The price for Russian crude oil under a cap discussed by the G7 should exclude a risk premium resulting from the war in Ukraine, the U.S. Treasury Department said today, adding that the cap should reflect a fair market value.

The G7 agreed to impose a price cap on Russian crude oil exports last Friday, to be enforced by refusing insurance, funding, brokering, and other services for vessels carrying Russian crude unless its price is set at or below the cap that has yet to be finalized.

According to the Treasury Department, the cap should be set above production costs for Russian oil, with historical prices taken into account as well. An assistant secretary told Reuters the providers of services listed above would not have to police compliance but could rely on information given by buyers and sellers.

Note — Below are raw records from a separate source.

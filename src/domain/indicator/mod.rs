//! Stateful rolling-window indicators consumed by the strategies.
//!
//! Each calculator owns its own window and is fed one value per tick:
//! - `MovingAverage`: simple moving average with golden/death cross detection
//! - `Rsi`: relative-strength index over simple gain/loss averages
//! - `VolumeRatio`: current quote volume relative to its rolling mean
//!
//! `IndicatorKind` and `IndicatorReadings` describe a strategy's current
//! indicator values for event reporting.

pub mod rsi;
pub mod sma;
pub mod volume;

pub use rsi::Rsi;
pub use sma::{Cross, MovingAverage, detect_cross};
pub use volume::VolumeRatio;

use std::fmt;

#[derive(Debug, Clone, Copy, PartialEq, Eq, Hash)]
pub enum IndicatorKind {
    Sma(usize),
    Rsi(usize),
    VolumeRatio(usize),
}

impl fmt::Display for IndicatorKind {
    fn fmt(&self, f: &mut fmt::Formatter<'_>) -> fmt::Result {
        match self {
            IndicatorKind::Sma(period) => write!(f, "SMA({})", period),
            IndicatorKind::Rsi(period) => write!(f, "RSI({})", period),
            IndicatorKind::VolumeRatio(period) => write!(f, "VOLUME_RATIO({})", period),
        }
    }
}

/// Snapshot of a strategy's indicator values after a tick.
#[derive(Debug, Clone, Default, PartialEq)]
pub struct IndicatorReadings {
    pub values: Vec<(IndicatorKind, f64)>,
}

impl IndicatorReadings {
    pub fn push(&mut self, kind: IndicatorKind, value: f64) {
        self.values.push((kind, value));
    }

    pub fn get(&self, kind: IndicatorKind) -> Option<f64> {
        self.values
            .iter()
            .find(|(k, _)| *k == kind)
            .map(|(_, v)| *v)
    }

    /// Combine two snapshots, keeping the first value seen for each kind.
    pub fn merge(mut self, other: IndicatorReadings) -> Self {
        for (kind, value) in other.values {
            if self.get(kind).is_none() {
                self.values.push((kind, value));
            }
        }
        self
    }
}

impl fmt::Display for IndicatorReadings {
    fn fmt(&self, f: &mut fmt::Formatter<'_>) -> fmt::Result {
        for (i, (kind, value)) in self.values.iter().enumerate() {
            if i > 0 {
                write!(f, " ")?;
            }
            write!(f, "{}={:.2}", kind, value)?;
        }
        Ok(())
    }
}
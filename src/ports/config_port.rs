//! Configuration access port trait.

pub trait ConfigPort {
    fn get_string(&self, section: &str, key: &str) -> Option<String>;
    fn get_int(&self, section: &str, key: &str, default: i64) -> i64;
    fn get_double(&self, section: &str, key: &str, default: f64) -> f64;
    fn get_bool(&self, section: &str, key: &str, default: bool) -> bool;
}
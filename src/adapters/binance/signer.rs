//! HMAC-SHA256 request signing for authenticated endpoints.

use hmac::{Hmac, Mac};
use sha2::Sha256;

use crate::domain::error::SpotTraderError;

type HmacSha256 = Hmac<Sha256>;

#[derive(Clone)]
pub struct RequestSigner {
    api_key: String,
    secret_key: String,
}

impl RequestSigner {
    pub fn new(api_key: impl Into<String>, secret_key: impl Into<String>) -> Self {
        Self {
            api_key: api_key.into(),
            secret_key: secret_key.into(),
        }
    }

    pub fn api_key(&self) -> &str {
        &self.api_key
    }

    /// Hex-encoded signature of `payload`.
    pub fn sign(&self, payload: &str) -> Result<String, SpotTraderError> {
        let mut mac = HmacSha256::new_from_slice(self.secret_key.as_bytes()).map_err(|e| {
            SpotTraderError::ConfigInvalid {
                section: "exchange".to_string(),
                key: "BINANCE_SECRET_KEY".to_string(),
                reason: e.to_string(),
            }
        })?;
        mac.update(payload.as_bytes());
        Ok(hex::encode(mac.finalize().into_bytes()))
    }

    /// `params` plus `timestamp`, followed by the signature of everything
    /// before it.
    pub fn signed_query(&self, params: &[(&str, String)], timestamp_ms: i64) -> Result<String, SpotTraderError> {
        let mut query = params
            .iter()
            .map(|(k, v)| format!("{}={}", k, v))
            .collect::<Vec<_>>();
        query.push(format!("timestamp={}", timestamp_ms));
        let query = query.join("&");
        let signature = self.sign(&query)?;
        Ok(format!("{}&signature={}", query, signature))
    }
}

impl std::fmt::Debug for RequestSigner {
    fn fmt(&self, f: &mut std::fmt::Formatter<'_>) -> std::fmt::Result {
        f.debug_struct("RequestSigner")
            .field("api_key", &self.api_key)
            .field("secret_key", &"<redacted>")
            .finish()
    }
}
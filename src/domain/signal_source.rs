//! Where trading decisions come from: one strategy, or the crossover and
//! oscillator strategies fused.

use super::fusion::{self, SignalDecision, StrategySignals};
use super::indicator::IndicatorReadings;
use super::lifecycle::ExitChecks;
use super::sizing::{FeeSchedule, SymbolRules};
use super::strategy::{CrossoverStrategy, FeeAwareSizing, RsiVolumeStrategy, Strategy};
use super::tick::{Kline, MarketTick};
use super::trade::Trade;

pub enum SignalSource {
    Single(Box<dyn Strategy>),
    Fused {
        crossover: CrossoverStrategy,
        oscillator: RsiVolumeStrategy,
    },
}

impl SignalSource {
    pub fn single(strategy: Box<dyn Strategy>) -> Self {
        SignalSource::Single(strategy)
    }

    pub fn fused(crossover: CrossoverStrategy, oscillator: RsiVolumeStrategy) -> Self {
        SignalSource::Fused { crossover, oscillator }
    }

    pub fn name(&self) -> String {
        match self {
            SignalSource::Single(s) => s.name().to_string(),
            SignalSource::Fused { crossover, oscillator } => {
                format!("{}+{}", crossover.name(), oscillator.name())
            }
        }
    }

    pub fn required_history(&self) -> usize {
        match self {
            SignalSource::Single(s) => s.required_history(),
            SignalSource::Fused { crossover, oscillator } => {
                crossover.required_history().max(oscillator.required_history())
            }
        }
    }

    pub fn warm_up(&mut self, klines: &[Kline]) {
        match self {
            SignalSource::Single(s) => s.warm_up(klines),
            SignalSource::Fused { crossover, oscillator } => {
                crossover.warm_up(klines);
                oscillator.warm_up(klines);
            }
        }
    }

    pub fn configure_exchange(&mut self, fees: FeeSchedule, rules: Option<SymbolRules>) {
        match self {
            SignalSource::Single(s) => s.configure_exchange(fees, rules),
            SignalSource::Fused { crossover, oscillator } => {
                crossover.configure_exchange(fees, rules);
                oscillator.configure_exchange(fees, rules);
            }
        }
    }

    pub fn on_tick(&mut self, tick: &MarketTick) {
        match self {
            SignalSource::Single(s) => s.on_tick(tick),
            SignalSource::Fused { crossover, oscillator } => {
                crossover.on_tick(tick);
                oscillator.on_tick(tick);
            }
        }
    }

    /// Flags for the fusion policy. A single strategy stands in for both
    /// sides, so its own signal is always the strong tier.
    pub fn signals(&self, tick: &MarketTick) -> StrategySignals {
        match self {
            SignalSource::Single(s) => {
                let buy = s.should_buy(tick);
                let sell = s.should_sell(tick);
                StrategySignals {
                    crossover_buy: buy,
                    crossover_sell: sell,
                    oscillator_buy: buy,
                    oscillator_sell: sell,
                    rsi_oversold: false,
                    rsi_overbought: false,
                }
            }
            SignalSource::Fused { crossover, oscillator } => StrategySignals {
                crossover_buy: crossover.should_buy(tick),
                crossover_sell: crossover.should_sell(tick),
                oscillator_buy: oscillator.should_buy(tick),
                oscillator_sell: oscillator.should_sell(tick),
                rsi_oversold: oscillator.is_oversold(),
                rsi_overbought: oscillator.is_overbought(),
            },
        }
    }

    /// Decision for the tick. A single strategy never pyramids.
    pub fn evaluate(&self, tick: &MarketTick, exit_checks: Option<ExitChecks>, allow_pyramiding: bool) -> SignalDecision {
        let flags = self.signals(tick);
        let pyramiding = match self {
            SignalSource::Single(_) => false,
            SignalSource::Fused { .. } => allow_pyramiding,
        };
        fusion::decide(flags, exit_checks, pyramiding)
    }

    /// Strategy whose sizing capability prices orders.
    pub fn sizer(&self) -> &dyn Strategy {
        match self {
            SignalSource::Single(s) => s.as_ref(),
            SignalSource::Fused { oscillator, .. } => oscillator,
        }
    }

    pub fn on_fill(&mut self, trade: &Trade) {
        match self {
            SignalSource::Single(s) => s.on_fill(trade),
            SignalSource::Fused { crossover, oscillator } => {
                crossover.on_fill(trade);
                oscillator.on_fill(trade);
            }
        }
    }

    pub fn readings(&self) -> IndicatorReadings {
        match self {
            SignalSource::Single(s) => s.readings(),
            SignalSource::Fused { crossover, oscillator } => crossover.readings().merge(oscillator.readings()),
        }
    }
}
//! SQLite position store.

use crate::domain::error::SpotTraderError;
use crate::domain::position::PositionRecord;
use crate::ports::config_port::ConfigPort;
use crate::ports::position_store::PositionStore;
use r2d2::Pool;
use r2d2_sqlite::SqliteConnectionManager;
use rusqlite::{OptionalExtension, params};

pub struct SqliteAdapter {
    pool: Pool<SqliteConnectionManager>,
}

fn pool_error(e: r2d2::Error) -> SpotTraderError {
    SpotTraderError::Store {
        reason: e.to_string(),
    }
}

fn query_error(e: rusqlite::Error) -> SpotTraderError {
    SpotTraderError::Store {
        reason: e.to_string(),
    }
}

impl SqliteAdapter {
    pub fn from_config(config: &dyn ConfigPort) -> Result<Self, SpotTraderError> {
        let db_path = config
            .get_string("store", "path")
            .filter(|p| !p.trim().is_empty())
            .ok_or_else(|| SpotTraderError::ConfigMissing {
                section: "store".into(),
                key: "path".into(),
            })?;

        let pool_size = config.get_int("store", "pool_size", 2).max(1) as u32;

        let manager = SqliteConnectionManager::file(&db_path);
        let pool = Pool::builder()
            .max_size(pool_size)
            .build(manager)
            .map_err(pool_error)?;

        Ok(Self { pool })
    }

    pub fn in_memory() -> Result<Self, SpotTraderError> {
        let manager = SqliteConnectionManager::memory();
        let pool = Pool::builder().max_size(1).build(manager).map_err(pool_error)?;

        Ok(Self { pool })
    }

    pub fn initialize_schema(&self) -> Result<(), SpotTraderError> {
        let conn = self.pool.get().map_err(pool_error)?;

        conn.execute_batch(
            "CREATE TABLE IF NOT EXISTS positions (
                symbol TEXT PRIMARY KEY,
                quantity REAL NOT NULL,
                entry_price REAL NOT NULL,
                entry_time TEXT NOT NULL,
                fees_paid REAL NOT NULL DEFAULT 0
            );",
        )
        .map_err(query_error)?;

        Ok(())
    }
}

impl PositionStore for SqliteAdapter {
    fn load(&self, symbol: &str) -> Result<Option<PositionRecord>, SpotTraderError> {
        let conn = self.pool.get().map_err(pool_error)?;

        conn.query_row(
            "SELECT symbol, quantity, entry_price, entry_time, fees_paid
             FROM positions WHERE symbol = ?1",
            params![symbol],
            |row| {
                Ok(PositionRecord {
                    symbol: row.get(0)?,
                    quantity: row.get(1)?,
                    entry_price: row.get(2)?,
                    entry_time: row.get(3)?,
                    fees_paid: row.get(4)?,
                })
            },
        )
        .optional()
        .map_err(query_error)
    }

    fn save(&self, record: &PositionRecord) -> Result<(), SpotTraderError> {
        let conn = self.pool.get().map_err(pool_error)?;

        conn.execute(
            "INSERT OR REPLACE INTO positions (symbol, quantity, entry_price, entry_time, fees_paid)
             VALUES (?1, ?2, ?3, ?4, ?5)",
            params![
                record.symbol,
                record.quantity,
                record.entry_price,
                record.entry_time,
                record.fees_paid
            ],
        )
        .map_err(query_error)?;

        Ok(())
    }

    fn clear(&self, symbol: &str) -> Result<(), SpotTraderError> {
        let conn = self.pool.get().map_err(pool_error)?;

        conn.execute("DELETE FROM positions WHERE symbol = ?1", params![symbol])
            .map_err(query_error)?;

        Ok(())
    }
}
//! Simple moving average over a rolling price window, with golden/death
//! cross detection between a short and a long average.
//!
//! The window keeps `period + 1` prices: `period` for the current average and
//! one more so the previous tick's average can be compared against.

use std::collections::VecDeque;

#[derive(Debug, Clone)]
pub struct MovingAverage {
    period: usize,
    window: VecDeque<f64>,
}

/// Direction of a short/long moving average crossover.
#[derive(Debug, Clone, Copy, PartialEq, Eq)]
pub enum Cross {
    /// Short average moved from at-or-below to above the long average.
    Golden,
    /// Short average moved from at-or-above to below the long average.
    Death,
}

impl MovingAverage {
    pub fn new(period: usize) -> Self {
        Self {
            period,
            window: VecDeque::with_capacity(period + 1),
        }
    }

    pub fn period(&self) -> usize {
        self.period
    }

    pub fn len(&self) -> usize {
        self.window.len()
    }

    pub fn is_empty(&self) -> bool {
        self.window.is_empty()
    }

    pub fn push(&mut self, price: f64) {
        self.window.push_back(price);
        while self.window.len() > self.period + 1 {
            self.window.pop_front();
        }
    }

    /// Enough samples for the current average.
    pub fn is_ready(&self) -> bool {
        self.period > 0 && self.window.len() >= self.period
    }

    /// Enough samples for both the current and the previous average.
    pub fn has_previous(&self) -> bool {
        self.period > 0 && self.window.len() > self.period
    }

    /// Average of the most recent `period` prices; 0 until the window fills.
    pub fn value(&self) -> f64 {
        self.value_back(0)
    }

    /// Average of the `period` prices ending `back` ticks before the most
    /// recent one. Returns the 0 sentinel when the window is too short.
    pub fn value_back(&self, back: usize) -> f64 {
        let len = self.window.len();
        if self.period == 0 || len < self.period + back {
            return 0.0;
        }
        let end = len - back;
        let start = end - self.period;
        self.window.range(start..end).sum::<f64>() / self.period as f64
    }
}

/// Compare the current and previous averages of `short` and `long`.
///
/// Never reports a cross until both windows hold a previous value.
pub fn detect_cross(short: &MovingAverage, long: &MovingAverage) -> Option<Cross> {
    if !short.has_previous() || !long.has_previous() {
        return None;
    }

    let short_now = short.value();
    let long_now = long.value();
    let short_prev = short.value_back(1);
    let long_prev = long.value_back(1);

    if short_prev <= long_prev && short_now > long_now {
        Some(Cross::Golden)
    } else if short_prev >= long_prev && short_now < long_now {
        Some(Cross::Death)
    } else {
        None
    }
}
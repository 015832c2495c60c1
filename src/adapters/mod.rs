//! Concrete adapter implementations for ports.

#[cfg(feature = "live")]
pub mod binance;
pub mod csv_adapter;
pub mod csv_report_adapter;
pub mod file_config_adapter;
#[cfg(feature = "sqlite")]
pub mod sqlite_adapter;
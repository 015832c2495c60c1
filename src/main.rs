use clap::Parser;
use spottrader::cli::{run, Cli};

fn main() -> std::process::ExitCode {
    run(Cli::parse())
}
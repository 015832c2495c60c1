//! Binance spot REST adapter (blocking).

pub mod model;
pub mod signer;

use chrono::Utc;
use reqwest::StatusCode;
use reqwest::blocking::{Client, RequestBuilder};
use serde::de::DeserializeOwned;

use crate::domain::error::SpotTraderError;
use crate::domain::sizing::{FeeSchedule, SymbolRules};
use crate::domain::tick::{Kline, MarketTick};
use crate::domain::trade::Side;
use crate::ports::data_port::DataPort;
use crate::ports::exchange_port::{ExchangePort, OrderAck};
use model::{AccountInfo, ApiError, ExchangeInfo, OrderResponse, Ticker24h, TickerPrice, kline_from_row};
pub use signer::RequestSigner;

pub const MAINNET_URL: &str = "https://api.binance.com";
pub const TESTNET_URL: &str = "https://testnet.binance.vision";
/// Largest page the klines endpoint returns.
pub const MAX_KLINES: usize = 1000;

#[derive(Debug, Clone)]
pub struct BinanceConfig {
    pub base_url: String,
    pub recv_window_ms: u64,
    pub timeout_secs: u64,
}

impl BinanceConfig {
    pub fn new(testnet: bool) -> Self {
        Self {
            base_url: if testnet { TESTNET_URL } else { MAINNET_URL }.to_string(),
            recv_window_ms: 5_000,
            timeout_secs: 10,
        }
    }
}

pub struct BinanceAdapter {
    client: Client,
    config: BinanceConfig,
    signer: Option<RequestSigner>,
}

/// Order quantity as sent on the wire: at most 8 decimals, no trailing zeros.
pub fn format_quantity(quantity: f64) -> String {
    let s = format!("{:.8}", quantity);
    let s = s.trim_end_matches('0').trim_end_matches('.');
    if s.is_empty() { "0".to_string() } else { s.to_string() }
}

/// Body of a response, or a reason naming the status and API error.
fn decode<T: DeserializeOwned>(status: StatusCode, body: &str) -> Result<T, String> {
    if !status.is_success() {
        return Err(match serde_json::from_str::<ApiError>(body) {
            Ok(err) => format!("{} (code {}): {}", status, err.code, err.msg),
            Err(_) => format!("{}: {}", status, body),
        });
    }
    serde_json::from_str(body).map_err(|e| format!("invalid response: {}", e))
}

impl BinanceAdapter {
    pub fn new(config: BinanceConfig, signer: Option<RequestSigner>) -> Result<Self, SpotTraderError> {
        let client = Client::builder()
            .timeout(std::time::Duration::from_secs(config.timeout_secs))
            .build()
            .map_err(|e| SpotTraderError::ConfigInvalid {
                section: "exchange".to_string(),
                key: "base_url".to_string(),
                reason: e.to_string(),
            })?;
        Ok(Self { client, config, signer })
    }

    fn url(&self, path: &str) -> String {
        format!("{}{}", self.config.base_url, path)
    }

    fn send<T: DeserializeOwned>(&self, request: RequestBuilder) -> Result<T, String> {
        let response = request.send().map_err(|e| e.to_string())?;
        let status = response.status();
        let body = response.text().map_err(|e| e.to_string())?;
        decode(status, &body)
    }

    fn get_public<T: DeserializeOwned>(&self, path: &str, query: &[(&str, String)]) -> Result<T, String> {
        self.send(self.client.get(self.url(path)).query(query))
    }

    fn signed_request(&self, method: reqwest::Method, path: &str, params: &[(&str, String)]) -> Result<RequestBuilder, String> {
        let signer = self
            .signer
            .as_ref()
            .ok_or_else(|| "API credentials are required for this endpoint".to_string())?;
        let mut params = params.to_vec();
        params.push(("recvWindow", self.config.recv_window_ms.to_string()));
        let query = signer
            .signed_query(&params, Utc::now().timestamp_millis())
            .map_err(|e| e.to_string())?;
        Ok(self
            .client
            .request(method, format!("{}?{}", self.url(path), query))
            .header("X-MBX-APIKEY", signer.api_key()))
    }

    fn account(&self) -> Result<AccountInfo, String> {
        let request = self.signed_request(reqwest::Method::GET, "/api/v3/account", &[])?;
        self.send(request)
    }
}

fn market_error(symbol: &str) -> impl Fn(String) -> SpotTraderError + '_ {
    move |reason| SpotTraderError::MarketData {
        symbol: symbol.to_string(),
        reason,
    }
}

impl ExchangePort for BinanceAdapter {
    fn get_tick(&self, symbol: &str) -> Result<MarketTick, SpotTraderError> {
        let ticker: Ticker24h = self
            .get_public("/api/v3/ticker/24hr", &[("symbol", symbol.to_string())])
            .map_err(market_error(symbol))?;
        Ok(MarketTick {
            symbol: ticker.symbol,
            price: ticker.last_price,
            volume: ticker.volume,
            quote_volume: ticker.quote_volume,
            high_24h: ticker.high_price,
            low_24h: ticker.low_price,
            timestamp: Utc::now(),
        })
    }

    fn get_price(&self, symbol: &str) -> Result<f64, SpotTraderError> {
        let ticker: TickerPrice = self
            .get_public("/api/v3/ticker/price", &[("symbol", symbol.to_string())])
            .map_err(market_error(symbol))?;
        Ok(ticker.price)
    }

    fn get_klines(&self, symbol: &str, interval: &str, limit: usize) -> Result<Vec<Kline>, SpotTraderError> {
        let rows: Vec<Vec<serde_json::Value>> = self
            .get_public(
                "/api/v3/klines",
                &[
                    ("symbol", symbol.to_string()),
                    ("interval", interval.to_string()),
                    ("limit", limit.clamp(1, MAX_KLINES).to_string()),
                ],
            )
            .map_err(market_error(symbol))?;

        rows.iter()
            .map(|row| kline_from_row(row).ok_or_else(|| market_error(symbol)(format!("malformed kline row: {:?}", row))))
            .collect()
    }

    fn get_balance(&self, asset: &str) -> Result<f64, SpotTraderError> {
        let account = self.account().map_err(market_error(asset))?;
        Ok(account.free(asset))
    }

    fn get_symbol_rules(&self, symbol: &str) -> Result<SymbolRules, SpotTraderError> {
        let info: ExchangeInfo = self
            .get_public("/api/v3/exchangeInfo", &[("symbol", symbol.to_string())])
            .map_err(market_error(symbol))?;
        info.symbols
            .iter()
            .find(|s| s.symbol == symbol)
            .and_then(|s| s.rules())
            .ok_or_else(|| market_error(symbol)("no LOT_SIZE filter".to_string()))
    }

    fn get_fee_schedule(&self) -> Result<FeeSchedule, SpotTraderError> {
        let account = self.account().map_err(market_error("account"))?;
        let (maker, taker) = account
            .fee_rates()
            .ok_or_else(|| market_error("account")("no commission rates".to_string()))?;
        Ok(FeeSchedule {
            maker_fee_rate: maker,
            taker_fee_rate: taker,
        })
    }

    fn place_order(&self, symbol: &str, side: Side, quantity: f64) -> Result<OrderAck, SpotTraderError> {
        let rejection = |reason: String| SpotTraderError::ExchangeRejection {
            symbol: symbol.to_string(),
            side: side.to_string(),
            reason,
        };
        let request = self
            .signed_request(
                reqwest::Method::POST,
                "/api/v3/order",
                &[
                    ("symbol", symbol.to_string()),
                    ("side", side.as_str().to_string()),
                    ("type", "MARKET".to_string()),
                    ("quantity", format_quantity(quantity)),
                    ("newOrderRespType", "FULL".to_string()),
                ],
            )
            .map_err(rejection)?;
        let response: OrderResponse = self.send(request).map_err(rejection)?;
        Ok(response.into())
    }
}

impl DataPort for BinanceAdapter {
    fn fetch_klines(&self, symbol: &str, interval: &str, limit: Option<usize>) -> Result<Vec<Kline>, SpotTraderError> {
        self.get_klines(symbol, interval, limit.unwrap_or(MAX_KLINES))
    }

    fn list_symbols(&self, _interval: &str) -> Result<Vec<String>, SpotTraderError> {
        let info: ExchangeInfo = self
            .get_public("/api/v3/exchangeInfo", &[])
            .map_err(market_error("exchangeInfo"))?;
        let mut symbols: Vec<String> = info
            .symbols
            .into_iter()
            .filter(|s| s.status == "TRADING")
            .map(|s| s.symbol)
            .collect();
        symbols.sort();
        Ok(symbols)
    }
}
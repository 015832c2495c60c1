//! Events emitted by the live orchestrator.
//!
//! The decision path never writes to the console or the log; it sends these
//! over a `flume` channel and whoever holds the receiver renders them.

use chrono::{DateTime, Utc};

use super::fusion::{ExitReason, SignalDecision};
use super::indicator::IndicatorReadings;
use super::lifecycle::Reconciliation;
use super::position::Position;
use super::sizing::{FeeSchedule, SymbolRules};
use super::trade::{Side, Trade};

#[derive(Debug, Clone, PartialEq)]
pub enum SkipReason {
    ZeroQuantity,
    AlreadyInPosition,
    NoPosition,
    InsufficientBalance { required: f64, available: f64 },
    Validation(String),
    Rejected(String),
}

impl std::fmt::Display for SkipReason {
    fn fmt(&self, f: &mut std::fmt::Formatter<'_>) -> std::fmt::Result {
        match self {
            SkipReason::ZeroQuantity => write!(f, "sized quantity is zero"),
            SkipReason::AlreadyInPosition => write!(f, "position already open"),
            SkipReason::NoPosition => write!(f, "no position to sell"),
            SkipReason::InsufficientBalance { required, available } => {
                write!(f, "insufficient balance: required {:.8}, available {:.8}", required, available)
            }
            SkipReason::Validation(reason) => write!(f, "order validation failed: {}", reason),
            SkipReason::Rejected(reason) => write!(f, "exchange rejected order: {}", reason),
        }
    }
}

/// Counters reported when the live loop stops.
#[derive(Debug, Clone, Default, PartialEq)]
pub struct SessionStats {
    pub total_trades: usize,
    pub closed_trades: usize,
    pub winning_trades: usize,
    pub total_pnl: f64,
    pub strong_signals: usize,
    pub moderate_signals: usize,
    pub conservative_signals: usize,
}

impl SessionStats {
    /// Winning sells over all sells, as a percentage.
    pub fn win_rate(&self) -> f64 {
        if self.closed_trades == 0 {
            return 0.0;
        }
        self.winning_trades as f64 / self.closed_trades as f64 * 100.0
    }
}

#[derive(Debug, Clone, PartialEq)]
pub enum TraderEvent {
    Started {
        symbol: String,
        strategy: String,
        fees: FeeSchedule,
        rules: Option<SymbolRules>,
    },
    WarmedUp {
        candles: usize,
    },
    WarmUpFailed {
        reason: String,
    },
    PositionRestored(Position),
    Reconciled(Reconciliation),
    TickObserved {
        symbol: String,
        price: f64,
        timestamp: DateTime<Utc>,
        readings: IndicatorReadings,
    },
    SignalEvaluated(SignalDecision),
    HeldByMinHolding {
        holding_minutes: i64,
    },
    ForcedExit(ExitReason),
    OrderSkipped {
        side: Side,
        reason: SkipReason,
    },
    OrderExecuted(Trade),
    PositionOpened(Position),
    PositionIncreased(Position),
    PositionClosed {
        position: Position,
        pnl: f64,
    },
    DailyLimitReached {
        trades: u32,
        limit: u32,
    },
    NewTradingDay {
        previous_trades: u32,
    },
    TickAborted {
        reason: String,
    },
    StoreFailed {
        reason: String,
    },
    Stopped(SessionStats),
}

"There are several key data points we are considering and how the prices should ultimately be set and that includes the marginal cost of production for Russian oil," said Elizabeth Rosenberg, U.S. Treasury Assistant Secretary for Terrorist Financing and Financial Crimes at a media briefing for the caps.

In response to the move, Russia said it would stop selling oil to countries enforcing the cap. "We will not supply gas, oil, coal, heating oil - we will not supply anything,” President Vladimir Putin said this week.

Despite the fact that Russia has made its position as clear as possible, talks on the oil price cap continue and the European Commission just proposed another cap: on Russian gas imports into the EU.

Not everyone is on board with that particular proposal. Germany is skeptical of its success and Hungary outright warned today that it would lead to a cut-off in Russian gas deliveries to Europe.

This would go against European interests, Hungary’s Foreign Minister, Peter Szijjarto, said today, as quoted by Reuters, ahead of a meeting of European energy ministers to discuss ways out of the crisis.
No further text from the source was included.